Donlarıma kıyamamaktan derslerde osbir olayını bitirdim, tenefüslerde osbir olayına başladım.. Her tenefüste sigara içilmeyen tuvaletlerden birine gidiyor, ve en son kabine kilitliyordum kendimi.. Malum tenefüsler 10 dakika olduğundan acele etmeliydim, boşalmadan zil çalarsa bir ders boyu kıvranmak var işin ucunda.. İşte böyle kendimi kabine kilitlediğim bir tenefüste tanıdım O’nu da..

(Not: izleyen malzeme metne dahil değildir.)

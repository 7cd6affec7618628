//! `ShellExecutor` node: run one command text under the configured shell.

use std::ops::RangeInclusive;
use std::time::Duration;

use serde_json::{json, Value};

use crate::context::ServiceContext;
use crate::error::GatewayError;
use crate::model::CommandResult;
use crate::path;
use crate::ports::shell::{ShellRequest, TIMEOUT_EXIT_CODE};

/// Accepted values for [`ExecInput::timeout_seconds`].
pub const TIMEOUT_RANGE: RangeInclusive<u64> = 1..=300;

/// Inputs of a command execution.
#[derive(Debug, Clone)]
pub struct ExecInput {
    /// Command text; handed to the shell as is.
    pub command: String,
    /// Directory the command runs in.
    pub working_directory: String,
    /// Hard deadline in seconds.
    pub timeout_seconds: u64,
    /// Capture stdout and stderr instead of discarding them.
    pub capture_output: bool,
}

impl Default for ExecInput {
    fn default() -> Self {
        Self {
            command: String::new(),
            working_directory: "~".to_string(),
            timeout_seconds: 30,
            capture_output: true,
        }
    }
}

/// Runs a command. A non-zero exit code is a result, not a failure.
///
/// The command text is not inspected: quoting and chaining are the
/// caller's business, and nothing here makes running it safe.
///
/// # Errors
///
/// Fails with `InvalidInput` for an out-of-range timeout, `NotFound` or
/// `NotADirectory` for the working directory, `Io` when the shell cannot
/// be spawned, and `Timeout` once the deadline kills the command.
pub fn run(ctx: &ServiceContext, input: &ExecInput) -> Result<CommandResult, GatewayError> {
    if !TIMEOUT_RANGE.contains(&input.timeout_seconds) {
        return Err(GatewayError::InvalidInput {
            field: "timeout_seconds",
            reason: format!(
                "{} is outside {}..={}",
                input.timeout_seconds,
                TIMEOUT_RANGE.start(),
                TIMEOUT_RANGE.end()
            ),
        });
    }
    let cwd = path::resolve(&input.working_directory, &ctx.config)?;
    let meta = ctx.fs.stat(&cwd).map_err(|e| GatewayError::from_read(e, &cwd))?;
    if !meta.is_dir {
        return Err(GatewayError::NotADirectory { path: cwd });
    }

    let request = ShellRequest {
        command: &input.command,
        working_dir: &cwd,
        timeout: Duration::from_secs(input.timeout_seconds),
        capture_output: input.capture_output,
    };
    let output = ctx
        .shell
        .run(&request)
        .map_err(|source| GatewayError::Io { path: cwd.clone(), source })?;

    if output.timed_out {
        return Err(GatewayError::Timeout { seconds: input.timeout_seconds });
    }
    tracing::info!(exit_code = output.exit_code, truncated = output.truncated, "command completed");
    Ok(CommandResult {
        stdout: output.stdout,
        stderr: output.stderr,
        exit_code: output.exit_code,
        truncated: output.truncated,
    })
}

/// Failure report with the command channels filled in: empty stdout, the
/// message on stderr and the sentinel exit code.
#[must_use]
pub fn failure(err: &GatewayError) -> Value {
    let mut report = err.report();
    if let Value::Object(fields) = &mut report {
        fields.insert("stdout".into(), json!(""));
        fields.insert("stderr".into(), json!(format!("Error: {err}")));
        fields.insert("exit_code".into(), json!(TIMEOUT_EXIT_CODE));
    }
    report
}

#[cfg(test)]
mod tests {
    use std::io;
    use std::path::PathBuf;
    use std::sync::{Arc, Mutex};

    use super::*;
    use crate::adapters::live::LiveFileSystem;
    use crate::config::GatewayConfig;
    use crate::error::ErrorKind;
    use crate::ports::shell::{ShellExecutor, ShellOutput};

    /// Records the request and replays a canned output.
    type Seen = Arc<Mutex<Option<(String, PathBuf, Duration, bool)>>>;

    struct CannedShell {
        output: ShellOutput,
        seen: Seen,
    }

    impl ShellExecutor for CannedShell {
        fn run(&self, request: &ShellRequest<'_>) -> io::Result<ShellOutput> {
            *self.seen.lock().unwrap() = Some((
                request.command.to_string(),
                request.working_dir.to_path_buf(),
                request.timeout,
                request.capture_output,
            ));
            Ok(self.output.clone())
        }
    }

    fn context(output: ShellOutput) -> ServiceContext {
        context_with_log(output).0
    }

    fn context_with_log(output: ShellOutput) -> (ServiceContext, Seen) {
        let seen = Seen::default();
        let shell = CannedShell { output, seen: Arc::clone(&seen) };
        let config = GatewayConfig {
            home_dir: std::env::temp_dir(),
            working_dir: std::env::temp_dir(),
            ..GatewayConfig::default()
        };
        (ServiceContext::new(Box::new(LiveFileSystem), Box::new(shell), config), seen)
    }

    fn input(command: &str) -> ExecInput {
        ExecInput { command: command.to_string(), ..ExecInput::default() }
    }

    #[test]
    fn request_carries_resolved_directory_and_flags() {
        let (ctx, seen) = context_with_log(ShellOutput::default());

        let input = ExecInput {
            working_directory: "~/.".into(),
            timeout_seconds: 7,
            capture_output: false,
            ..input("echo a && echo b")
        };
        run(&ctx, &input).unwrap();

        let (command, cwd, timeout, capture) = seen.lock().unwrap().clone().unwrap();
        assert_eq!(command, "echo a && echo b");
        assert_eq!(cwd, crate::path::normalize(&std::env::temp_dir()));
        assert_eq!(timeout, Duration::from_secs(7));
        assert!(!capture);
    }

    #[test]
    fn non_zero_exit_is_a_result() {
        let ctx = context(ShellOutput {
            exit_code: 2,
            stderr: "boom\n".into(),
            ..ShellOutput::default()
        });

        let result = run(&ctx, &input("false")).unwrap();
        assert_eq!(result.exit_code, 2);
        assert_eq!(result.stderr, "boom\n");
    }

    #[test]
    fn timed_out_output_becomes_timeout_error() {
        let ctx = context(ShellOutput {
            timed_out: true,
            exit_code: TIMEOUT_EXIT_CODE,
            ..ShellOutput::default()
        });

        let err = run(&ctx, &ExecInput { timeout_seconds: 1, ..input("sleep 5") }).unwrap_err();
        assert_eq!(err.kind(), ErrorKind::Timeout);
        assert_eq!(err.to_string(), "command timed out after 1 seconds");
    }

    #[test]
    fn timeout_outside_range_is_rejected() {
        let ctx = context(ShellOutput::default());
        for seconds in [0, 301] {
            let err = run(&ctx, &ExecInput { timeout_seconds: seconds, ..input("true") }).unwrap_err();
            assert_eq!(err.kind(), ErrorKind::InvalidInput);
        }
    }

    #[test]
    fn missing_working_directory_is_not_found() {
        let ctx = context(ShellOutput::default());
        let err = run(
            &ctx,
            &ExecInput { working_directory: "no/such/dir/here".into(), ..input("true") },
        )
        .unwrap_err();
        assert_eq!(err.kind(), ErrorKind::NotFound);
    }

    #[test]
    fn failure_report_fills_command_channels() {
        let report = failure(&GatewayError::Timeout { seconds: 3 });
        assert_eq!(report["success"], json!(false));
        assert_eq!(report["kind"], json!("timeout"));
        assert_eq!(report["stdout"], json!(""));
        assert_eq!(report["stderr"], json!("Error: command timed out after 3 seconds"));
        assert_eq!(report["exit_code"], json!(-1));
    }

    #[cfg(unix)]
    #[test]
    fn live_shell_runs_in_resolved_directory() {
        let dir = std::env::temp_dir().join(format!("filegate_exec_cwd_{}", std::process::id()));
        let _ = std::fs::remove_dir_all(&dir);
        std::fs::create_dir_all(&dir).unwrap();
        let config = GatewayConfig { home_dir: dir.clone(), ..GatewayConfig::default() };
        let ctx = ServiceContext::live(config);

        let result = run(&ctx, &input("ls; echo err >&2; exit 4")).unwrap();
        assert_eq!(result.exit_code, 4);
        assert_eq!(result.stdout, "");
        assert_eq!(result.stderr, "err\n");

        let _ = std::fs::remove_dir_all(&dir);
    }
}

Şimdi O dedim, tanımak dedim, aklımız ufaktan yeni bir delikanlıya doğru kayıyor; aman kaymasın.. O diye bahsettiğim şey ince, uzun ve de parlak bi “vileda sopası”.. Hani demiştim ya “Çaresizseniz, çare sizsiniz” diye işte bendeki akıl gel sikime takıl, gittim bi vileda sopasına aşık oldum.. Şöööyle bir elimle kavradım, ehh fena değil, ortalama yurdum siki kalınlığında.. Aklımda şimşekler çakıyordu.. Şekil olarak siLindir, kalınlık olarak siKindir, dedim Anıl oğlum sen şu donunu bi indir.. Tuvalet kabinlerini de öylesine dar yapmışlar ki, tuvalette sıçmak için eğilirken kafan kapıya çarpıyor.. E bu kadar dar kabinde boyum kadar vileda sopasıyla sevişmek de matematik istiyordu.. Sağ duvardan sol duvara doğru vileda sopası omuzlarımdan aşağı inemiyordu.. Ön duvardan arkaya doğru denediğimdeyse sıçtımını sopası belimden aşağı inmiyordu.. Hayır bir de parmak uçlarımda yükseliyorum belki götün hizasına denk getiririz diye de cıks babacım olmuyor.. Sopanın moplu tarafını kabinin sağ arka köşesine dayadım, ben de sol ön köşeye geçtim; Eureka!


Vileda sopası deyip geçme, tanı! En azından parmaklardan daha derine inebiliyordu ama yine bir sorun var.. Sopanın soğukluğu.. Hadi soğukluğu geçtim, sopa bükülmez derecede doğrusal, yani 10cm’den dana derine sokarsam önden çıkacakmış gibi hissediyordum.. Olsun hiç yoktan iyidir deyip yeni oyuncağıma aşkla bağlandım ve derslerden sonra bile ziyaret etmeye başladım. taa ki onu bir başkasıyla yakalayana kadar!